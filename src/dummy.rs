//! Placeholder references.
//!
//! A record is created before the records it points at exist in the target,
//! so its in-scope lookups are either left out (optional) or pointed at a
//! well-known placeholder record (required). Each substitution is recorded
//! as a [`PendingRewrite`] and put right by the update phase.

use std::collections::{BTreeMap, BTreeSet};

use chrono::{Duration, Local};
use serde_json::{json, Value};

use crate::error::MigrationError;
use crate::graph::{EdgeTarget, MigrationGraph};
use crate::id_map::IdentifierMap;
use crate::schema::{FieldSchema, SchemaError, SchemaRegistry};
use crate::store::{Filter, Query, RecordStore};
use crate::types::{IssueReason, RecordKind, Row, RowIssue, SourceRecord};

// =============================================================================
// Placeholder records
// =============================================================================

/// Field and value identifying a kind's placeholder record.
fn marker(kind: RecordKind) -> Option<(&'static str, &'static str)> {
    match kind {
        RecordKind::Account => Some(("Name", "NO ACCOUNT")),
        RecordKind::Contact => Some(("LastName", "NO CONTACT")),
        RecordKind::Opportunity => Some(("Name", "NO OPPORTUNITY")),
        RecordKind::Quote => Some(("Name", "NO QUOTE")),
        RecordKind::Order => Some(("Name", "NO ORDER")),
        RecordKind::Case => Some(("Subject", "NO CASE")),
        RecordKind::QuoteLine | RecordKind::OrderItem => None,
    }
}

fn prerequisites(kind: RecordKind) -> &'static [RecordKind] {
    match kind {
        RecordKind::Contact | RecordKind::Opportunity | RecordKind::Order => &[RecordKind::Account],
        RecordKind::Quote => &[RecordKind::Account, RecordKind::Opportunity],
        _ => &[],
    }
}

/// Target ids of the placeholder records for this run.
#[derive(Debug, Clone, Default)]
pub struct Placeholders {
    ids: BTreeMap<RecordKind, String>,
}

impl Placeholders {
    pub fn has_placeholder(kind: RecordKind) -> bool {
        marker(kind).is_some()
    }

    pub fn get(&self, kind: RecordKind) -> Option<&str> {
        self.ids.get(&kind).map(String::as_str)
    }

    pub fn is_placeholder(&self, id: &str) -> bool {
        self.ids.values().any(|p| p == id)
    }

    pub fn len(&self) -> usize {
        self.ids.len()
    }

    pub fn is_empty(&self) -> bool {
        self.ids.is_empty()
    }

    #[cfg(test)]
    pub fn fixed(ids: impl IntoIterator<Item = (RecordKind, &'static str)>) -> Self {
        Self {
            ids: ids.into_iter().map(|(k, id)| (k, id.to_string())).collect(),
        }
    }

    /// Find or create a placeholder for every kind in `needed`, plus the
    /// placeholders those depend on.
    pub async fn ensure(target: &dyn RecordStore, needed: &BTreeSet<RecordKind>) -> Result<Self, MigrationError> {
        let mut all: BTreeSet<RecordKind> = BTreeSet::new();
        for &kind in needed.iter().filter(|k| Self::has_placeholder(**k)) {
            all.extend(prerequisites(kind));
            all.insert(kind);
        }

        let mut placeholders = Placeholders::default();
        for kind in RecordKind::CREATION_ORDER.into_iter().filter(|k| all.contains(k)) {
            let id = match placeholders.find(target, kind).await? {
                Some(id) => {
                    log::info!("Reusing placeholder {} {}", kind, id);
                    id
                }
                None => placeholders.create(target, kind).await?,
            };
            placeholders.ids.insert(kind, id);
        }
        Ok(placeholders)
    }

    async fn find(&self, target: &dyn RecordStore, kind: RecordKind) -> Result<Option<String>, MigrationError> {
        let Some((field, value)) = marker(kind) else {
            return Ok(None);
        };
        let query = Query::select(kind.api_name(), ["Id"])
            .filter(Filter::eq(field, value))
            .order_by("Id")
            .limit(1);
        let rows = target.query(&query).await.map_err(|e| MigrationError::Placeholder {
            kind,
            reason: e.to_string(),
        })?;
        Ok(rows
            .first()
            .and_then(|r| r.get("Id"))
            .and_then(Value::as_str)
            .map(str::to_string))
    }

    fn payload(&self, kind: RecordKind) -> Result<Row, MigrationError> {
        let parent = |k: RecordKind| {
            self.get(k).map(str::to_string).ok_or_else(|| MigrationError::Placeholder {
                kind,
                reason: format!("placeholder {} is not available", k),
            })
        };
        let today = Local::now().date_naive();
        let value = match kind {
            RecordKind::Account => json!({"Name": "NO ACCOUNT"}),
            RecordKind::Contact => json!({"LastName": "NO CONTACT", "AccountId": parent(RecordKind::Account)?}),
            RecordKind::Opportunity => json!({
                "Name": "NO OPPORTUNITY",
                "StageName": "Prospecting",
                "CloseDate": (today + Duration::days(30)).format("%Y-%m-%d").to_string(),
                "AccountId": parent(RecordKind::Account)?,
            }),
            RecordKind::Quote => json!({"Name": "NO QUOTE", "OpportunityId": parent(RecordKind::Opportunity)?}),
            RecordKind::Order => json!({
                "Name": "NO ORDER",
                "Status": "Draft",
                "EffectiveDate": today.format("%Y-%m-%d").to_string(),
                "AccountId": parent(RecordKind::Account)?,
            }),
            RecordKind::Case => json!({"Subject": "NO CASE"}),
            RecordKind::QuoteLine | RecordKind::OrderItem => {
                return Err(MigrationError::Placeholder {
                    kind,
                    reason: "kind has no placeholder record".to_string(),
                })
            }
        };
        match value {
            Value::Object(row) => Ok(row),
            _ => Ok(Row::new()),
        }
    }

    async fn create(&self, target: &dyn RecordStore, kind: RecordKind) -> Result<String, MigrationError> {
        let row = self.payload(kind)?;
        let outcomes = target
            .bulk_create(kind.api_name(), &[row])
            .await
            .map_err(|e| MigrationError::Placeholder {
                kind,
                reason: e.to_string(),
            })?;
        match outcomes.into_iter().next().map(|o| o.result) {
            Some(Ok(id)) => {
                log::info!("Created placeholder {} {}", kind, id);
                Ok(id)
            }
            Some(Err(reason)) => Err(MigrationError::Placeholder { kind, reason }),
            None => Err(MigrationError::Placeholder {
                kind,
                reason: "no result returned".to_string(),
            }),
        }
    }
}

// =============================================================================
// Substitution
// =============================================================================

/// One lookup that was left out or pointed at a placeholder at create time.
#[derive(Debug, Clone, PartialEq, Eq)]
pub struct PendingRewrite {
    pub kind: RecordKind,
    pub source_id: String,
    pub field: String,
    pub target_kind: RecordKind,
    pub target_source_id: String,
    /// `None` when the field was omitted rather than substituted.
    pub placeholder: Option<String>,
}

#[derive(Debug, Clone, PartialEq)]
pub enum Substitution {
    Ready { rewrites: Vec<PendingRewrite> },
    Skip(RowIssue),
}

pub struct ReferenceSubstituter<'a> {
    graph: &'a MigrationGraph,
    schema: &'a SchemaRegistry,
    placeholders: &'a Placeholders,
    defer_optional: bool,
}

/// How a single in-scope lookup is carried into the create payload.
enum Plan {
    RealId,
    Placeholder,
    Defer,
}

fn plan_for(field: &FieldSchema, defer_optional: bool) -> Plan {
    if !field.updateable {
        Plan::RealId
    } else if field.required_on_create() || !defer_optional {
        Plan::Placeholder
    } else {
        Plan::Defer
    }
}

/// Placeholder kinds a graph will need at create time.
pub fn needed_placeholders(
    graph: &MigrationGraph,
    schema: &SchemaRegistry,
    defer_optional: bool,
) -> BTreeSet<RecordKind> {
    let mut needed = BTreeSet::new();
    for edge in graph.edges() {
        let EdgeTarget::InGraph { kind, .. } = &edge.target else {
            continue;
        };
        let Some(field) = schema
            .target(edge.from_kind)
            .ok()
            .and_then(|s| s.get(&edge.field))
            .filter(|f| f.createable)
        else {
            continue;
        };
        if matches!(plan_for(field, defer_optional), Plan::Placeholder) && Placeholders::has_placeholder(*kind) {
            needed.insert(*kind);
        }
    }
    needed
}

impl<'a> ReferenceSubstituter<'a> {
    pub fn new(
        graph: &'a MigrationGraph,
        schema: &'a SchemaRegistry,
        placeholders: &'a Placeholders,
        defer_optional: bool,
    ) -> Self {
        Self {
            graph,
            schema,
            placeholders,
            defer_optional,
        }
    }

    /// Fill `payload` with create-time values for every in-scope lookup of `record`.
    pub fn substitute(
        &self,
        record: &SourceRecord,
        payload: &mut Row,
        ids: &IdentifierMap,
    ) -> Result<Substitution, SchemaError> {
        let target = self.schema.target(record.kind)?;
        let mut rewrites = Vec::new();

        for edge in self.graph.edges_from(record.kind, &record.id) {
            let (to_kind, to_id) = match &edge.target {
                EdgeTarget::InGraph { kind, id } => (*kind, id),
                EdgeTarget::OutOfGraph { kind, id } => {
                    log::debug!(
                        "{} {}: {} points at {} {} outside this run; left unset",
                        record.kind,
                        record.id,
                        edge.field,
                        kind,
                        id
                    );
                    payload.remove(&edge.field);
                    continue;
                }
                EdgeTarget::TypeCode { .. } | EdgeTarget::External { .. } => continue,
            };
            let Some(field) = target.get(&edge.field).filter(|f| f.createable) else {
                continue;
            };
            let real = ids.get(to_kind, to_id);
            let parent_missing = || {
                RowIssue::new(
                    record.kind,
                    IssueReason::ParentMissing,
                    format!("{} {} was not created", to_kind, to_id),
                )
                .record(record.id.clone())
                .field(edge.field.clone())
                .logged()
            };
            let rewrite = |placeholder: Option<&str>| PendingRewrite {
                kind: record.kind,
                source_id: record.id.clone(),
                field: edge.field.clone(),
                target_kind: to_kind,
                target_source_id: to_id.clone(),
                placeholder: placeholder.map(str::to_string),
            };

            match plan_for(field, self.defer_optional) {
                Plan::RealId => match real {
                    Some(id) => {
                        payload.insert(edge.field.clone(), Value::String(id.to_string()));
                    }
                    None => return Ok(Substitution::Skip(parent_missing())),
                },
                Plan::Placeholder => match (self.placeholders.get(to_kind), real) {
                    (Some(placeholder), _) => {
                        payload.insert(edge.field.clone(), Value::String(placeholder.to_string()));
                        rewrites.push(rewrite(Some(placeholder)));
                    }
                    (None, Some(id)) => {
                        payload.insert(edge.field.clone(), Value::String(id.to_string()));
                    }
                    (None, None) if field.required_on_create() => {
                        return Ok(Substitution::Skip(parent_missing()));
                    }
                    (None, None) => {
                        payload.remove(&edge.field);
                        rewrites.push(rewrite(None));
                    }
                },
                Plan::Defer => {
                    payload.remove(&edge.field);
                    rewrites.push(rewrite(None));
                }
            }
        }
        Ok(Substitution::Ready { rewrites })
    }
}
--
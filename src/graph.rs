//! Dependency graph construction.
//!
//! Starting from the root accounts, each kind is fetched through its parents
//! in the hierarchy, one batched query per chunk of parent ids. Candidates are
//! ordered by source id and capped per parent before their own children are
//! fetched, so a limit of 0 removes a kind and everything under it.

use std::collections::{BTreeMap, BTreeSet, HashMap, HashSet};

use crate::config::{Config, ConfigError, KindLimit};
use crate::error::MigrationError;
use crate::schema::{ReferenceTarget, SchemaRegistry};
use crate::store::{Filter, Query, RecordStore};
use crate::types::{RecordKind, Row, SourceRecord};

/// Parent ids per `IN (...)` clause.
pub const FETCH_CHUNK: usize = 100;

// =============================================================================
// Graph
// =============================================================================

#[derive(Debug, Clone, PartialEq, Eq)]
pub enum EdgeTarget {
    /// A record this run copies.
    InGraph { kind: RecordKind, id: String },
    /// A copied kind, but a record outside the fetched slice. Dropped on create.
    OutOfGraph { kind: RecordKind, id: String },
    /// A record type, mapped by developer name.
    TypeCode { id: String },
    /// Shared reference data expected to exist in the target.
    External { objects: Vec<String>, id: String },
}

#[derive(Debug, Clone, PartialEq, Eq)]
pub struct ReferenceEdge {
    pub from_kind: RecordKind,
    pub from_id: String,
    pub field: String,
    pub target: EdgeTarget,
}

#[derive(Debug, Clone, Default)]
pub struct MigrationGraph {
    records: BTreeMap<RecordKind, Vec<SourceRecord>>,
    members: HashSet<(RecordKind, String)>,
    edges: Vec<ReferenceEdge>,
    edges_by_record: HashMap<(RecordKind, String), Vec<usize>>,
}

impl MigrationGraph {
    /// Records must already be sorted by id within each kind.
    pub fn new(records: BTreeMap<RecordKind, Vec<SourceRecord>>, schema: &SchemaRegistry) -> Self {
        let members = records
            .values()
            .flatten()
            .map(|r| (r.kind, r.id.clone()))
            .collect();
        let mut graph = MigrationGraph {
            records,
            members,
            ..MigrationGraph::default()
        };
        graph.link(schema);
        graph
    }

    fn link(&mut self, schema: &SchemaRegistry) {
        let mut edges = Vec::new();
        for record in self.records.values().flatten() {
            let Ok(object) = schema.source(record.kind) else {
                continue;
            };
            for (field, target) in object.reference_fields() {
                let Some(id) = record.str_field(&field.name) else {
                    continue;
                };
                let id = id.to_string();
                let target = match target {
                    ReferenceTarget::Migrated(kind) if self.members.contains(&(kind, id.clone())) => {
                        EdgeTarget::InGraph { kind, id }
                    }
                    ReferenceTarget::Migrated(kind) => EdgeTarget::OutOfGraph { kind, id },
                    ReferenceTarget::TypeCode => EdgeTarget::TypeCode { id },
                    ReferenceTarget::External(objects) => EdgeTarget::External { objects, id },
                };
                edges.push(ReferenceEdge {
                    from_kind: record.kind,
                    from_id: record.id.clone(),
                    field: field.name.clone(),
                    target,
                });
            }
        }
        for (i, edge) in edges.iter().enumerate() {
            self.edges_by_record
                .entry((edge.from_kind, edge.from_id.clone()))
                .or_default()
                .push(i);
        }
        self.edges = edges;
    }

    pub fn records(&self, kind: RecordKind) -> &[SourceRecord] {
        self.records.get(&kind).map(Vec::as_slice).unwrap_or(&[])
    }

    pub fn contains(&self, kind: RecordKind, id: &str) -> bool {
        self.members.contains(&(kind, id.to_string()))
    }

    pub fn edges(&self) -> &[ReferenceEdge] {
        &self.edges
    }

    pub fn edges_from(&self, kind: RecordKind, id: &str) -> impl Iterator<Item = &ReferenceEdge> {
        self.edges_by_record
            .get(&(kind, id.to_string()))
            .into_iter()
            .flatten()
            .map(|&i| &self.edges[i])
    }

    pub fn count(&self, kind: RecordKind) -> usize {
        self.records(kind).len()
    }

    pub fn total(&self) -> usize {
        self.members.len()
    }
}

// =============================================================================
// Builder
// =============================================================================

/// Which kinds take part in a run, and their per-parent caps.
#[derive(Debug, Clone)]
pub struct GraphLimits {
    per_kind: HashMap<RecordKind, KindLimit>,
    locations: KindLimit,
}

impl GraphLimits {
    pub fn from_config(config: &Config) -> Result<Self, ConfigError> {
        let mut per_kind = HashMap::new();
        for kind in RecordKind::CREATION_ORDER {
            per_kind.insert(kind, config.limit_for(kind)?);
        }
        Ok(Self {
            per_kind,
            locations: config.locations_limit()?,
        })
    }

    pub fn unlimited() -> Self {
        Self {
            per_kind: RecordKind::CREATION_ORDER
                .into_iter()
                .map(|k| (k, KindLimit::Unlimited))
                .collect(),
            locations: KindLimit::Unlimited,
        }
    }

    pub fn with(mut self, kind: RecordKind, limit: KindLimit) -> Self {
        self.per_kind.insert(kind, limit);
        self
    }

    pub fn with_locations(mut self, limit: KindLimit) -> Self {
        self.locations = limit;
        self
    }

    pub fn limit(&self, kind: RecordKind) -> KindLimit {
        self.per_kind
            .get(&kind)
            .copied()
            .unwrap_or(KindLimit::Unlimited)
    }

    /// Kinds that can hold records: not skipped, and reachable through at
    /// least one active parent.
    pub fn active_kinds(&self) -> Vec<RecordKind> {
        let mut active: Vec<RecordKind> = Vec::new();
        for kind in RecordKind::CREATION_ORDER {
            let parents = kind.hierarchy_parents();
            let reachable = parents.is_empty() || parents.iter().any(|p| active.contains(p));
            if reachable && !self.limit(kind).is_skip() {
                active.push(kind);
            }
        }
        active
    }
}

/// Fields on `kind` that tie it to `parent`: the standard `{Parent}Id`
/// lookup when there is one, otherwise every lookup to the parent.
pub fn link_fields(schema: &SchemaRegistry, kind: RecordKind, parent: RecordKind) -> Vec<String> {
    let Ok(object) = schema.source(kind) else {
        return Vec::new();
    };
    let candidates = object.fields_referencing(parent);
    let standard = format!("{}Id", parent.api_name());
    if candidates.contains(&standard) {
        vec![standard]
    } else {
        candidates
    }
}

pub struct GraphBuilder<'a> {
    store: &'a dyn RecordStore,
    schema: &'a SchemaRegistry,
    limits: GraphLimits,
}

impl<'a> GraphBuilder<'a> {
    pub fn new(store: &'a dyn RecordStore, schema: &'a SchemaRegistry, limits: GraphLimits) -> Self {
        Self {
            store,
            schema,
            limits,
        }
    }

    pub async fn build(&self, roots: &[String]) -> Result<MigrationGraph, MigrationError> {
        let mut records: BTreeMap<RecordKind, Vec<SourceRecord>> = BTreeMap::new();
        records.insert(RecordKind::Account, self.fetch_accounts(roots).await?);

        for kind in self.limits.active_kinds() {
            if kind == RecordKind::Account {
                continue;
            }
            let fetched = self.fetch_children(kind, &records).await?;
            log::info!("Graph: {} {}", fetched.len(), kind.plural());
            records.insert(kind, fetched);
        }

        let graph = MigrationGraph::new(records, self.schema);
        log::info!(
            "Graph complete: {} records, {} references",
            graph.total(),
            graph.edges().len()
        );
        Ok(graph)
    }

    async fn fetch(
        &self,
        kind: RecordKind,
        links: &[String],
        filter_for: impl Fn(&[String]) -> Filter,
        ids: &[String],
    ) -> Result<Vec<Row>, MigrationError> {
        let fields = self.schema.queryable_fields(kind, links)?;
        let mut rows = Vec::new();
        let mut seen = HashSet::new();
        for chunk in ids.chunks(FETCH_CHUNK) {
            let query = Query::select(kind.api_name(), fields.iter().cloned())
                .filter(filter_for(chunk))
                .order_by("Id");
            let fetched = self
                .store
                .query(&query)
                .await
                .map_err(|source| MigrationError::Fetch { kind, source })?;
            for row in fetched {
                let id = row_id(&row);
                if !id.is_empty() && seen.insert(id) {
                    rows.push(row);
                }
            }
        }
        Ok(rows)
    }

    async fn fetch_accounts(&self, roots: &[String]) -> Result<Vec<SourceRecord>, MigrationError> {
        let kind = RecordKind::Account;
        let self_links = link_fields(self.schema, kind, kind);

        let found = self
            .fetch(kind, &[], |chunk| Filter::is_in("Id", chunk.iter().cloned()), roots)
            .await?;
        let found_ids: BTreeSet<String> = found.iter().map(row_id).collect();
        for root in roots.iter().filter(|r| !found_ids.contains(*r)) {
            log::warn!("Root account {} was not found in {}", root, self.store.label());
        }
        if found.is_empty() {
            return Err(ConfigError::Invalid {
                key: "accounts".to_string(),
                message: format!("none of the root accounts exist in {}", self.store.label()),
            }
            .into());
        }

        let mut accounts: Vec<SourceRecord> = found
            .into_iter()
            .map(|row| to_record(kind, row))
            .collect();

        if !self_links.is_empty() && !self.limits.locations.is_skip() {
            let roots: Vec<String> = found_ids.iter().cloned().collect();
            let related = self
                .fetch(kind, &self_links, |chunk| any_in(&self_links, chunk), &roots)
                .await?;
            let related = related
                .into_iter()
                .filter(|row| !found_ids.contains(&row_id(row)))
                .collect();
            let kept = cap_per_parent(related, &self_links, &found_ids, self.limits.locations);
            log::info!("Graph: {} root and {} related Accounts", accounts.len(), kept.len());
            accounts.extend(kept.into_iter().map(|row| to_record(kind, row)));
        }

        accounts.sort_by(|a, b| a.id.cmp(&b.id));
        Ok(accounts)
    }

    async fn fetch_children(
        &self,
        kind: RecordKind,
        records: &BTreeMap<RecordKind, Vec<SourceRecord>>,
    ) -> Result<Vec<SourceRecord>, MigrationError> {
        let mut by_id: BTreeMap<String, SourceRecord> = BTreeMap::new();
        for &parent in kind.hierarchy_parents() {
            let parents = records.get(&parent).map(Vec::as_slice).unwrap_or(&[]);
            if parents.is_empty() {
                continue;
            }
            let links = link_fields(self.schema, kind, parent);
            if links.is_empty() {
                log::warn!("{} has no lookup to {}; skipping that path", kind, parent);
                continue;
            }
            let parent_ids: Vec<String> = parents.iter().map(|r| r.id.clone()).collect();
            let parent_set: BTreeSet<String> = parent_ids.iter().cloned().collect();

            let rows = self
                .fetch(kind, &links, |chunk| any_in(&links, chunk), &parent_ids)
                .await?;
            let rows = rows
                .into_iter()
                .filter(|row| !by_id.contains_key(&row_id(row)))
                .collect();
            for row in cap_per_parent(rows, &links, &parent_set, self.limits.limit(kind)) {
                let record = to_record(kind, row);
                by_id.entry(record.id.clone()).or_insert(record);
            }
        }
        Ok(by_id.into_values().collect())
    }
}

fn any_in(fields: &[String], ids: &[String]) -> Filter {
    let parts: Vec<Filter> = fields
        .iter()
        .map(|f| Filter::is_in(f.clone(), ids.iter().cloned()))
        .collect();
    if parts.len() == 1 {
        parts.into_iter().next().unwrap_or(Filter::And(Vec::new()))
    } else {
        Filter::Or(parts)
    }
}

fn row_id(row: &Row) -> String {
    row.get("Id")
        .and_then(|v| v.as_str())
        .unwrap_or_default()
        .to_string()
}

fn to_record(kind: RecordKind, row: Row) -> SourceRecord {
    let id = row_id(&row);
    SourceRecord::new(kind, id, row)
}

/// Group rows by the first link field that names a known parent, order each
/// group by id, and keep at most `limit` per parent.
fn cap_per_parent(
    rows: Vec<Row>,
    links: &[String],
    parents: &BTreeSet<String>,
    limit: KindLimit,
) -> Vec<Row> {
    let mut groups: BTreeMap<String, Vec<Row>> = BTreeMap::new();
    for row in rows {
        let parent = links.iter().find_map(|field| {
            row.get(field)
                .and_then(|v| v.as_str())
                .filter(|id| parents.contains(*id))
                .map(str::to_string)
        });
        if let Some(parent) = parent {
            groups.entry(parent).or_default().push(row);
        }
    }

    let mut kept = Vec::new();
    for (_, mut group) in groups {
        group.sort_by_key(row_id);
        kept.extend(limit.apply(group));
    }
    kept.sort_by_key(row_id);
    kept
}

PROBLEM STATEMENT: If a line in the data holds the string "collections", copy that line.

RESULT:
use std::collections::{BTreeMap, BTreeSet};
use std::collections::{BTreeMap, BTreeSet, HashMap, HashSet};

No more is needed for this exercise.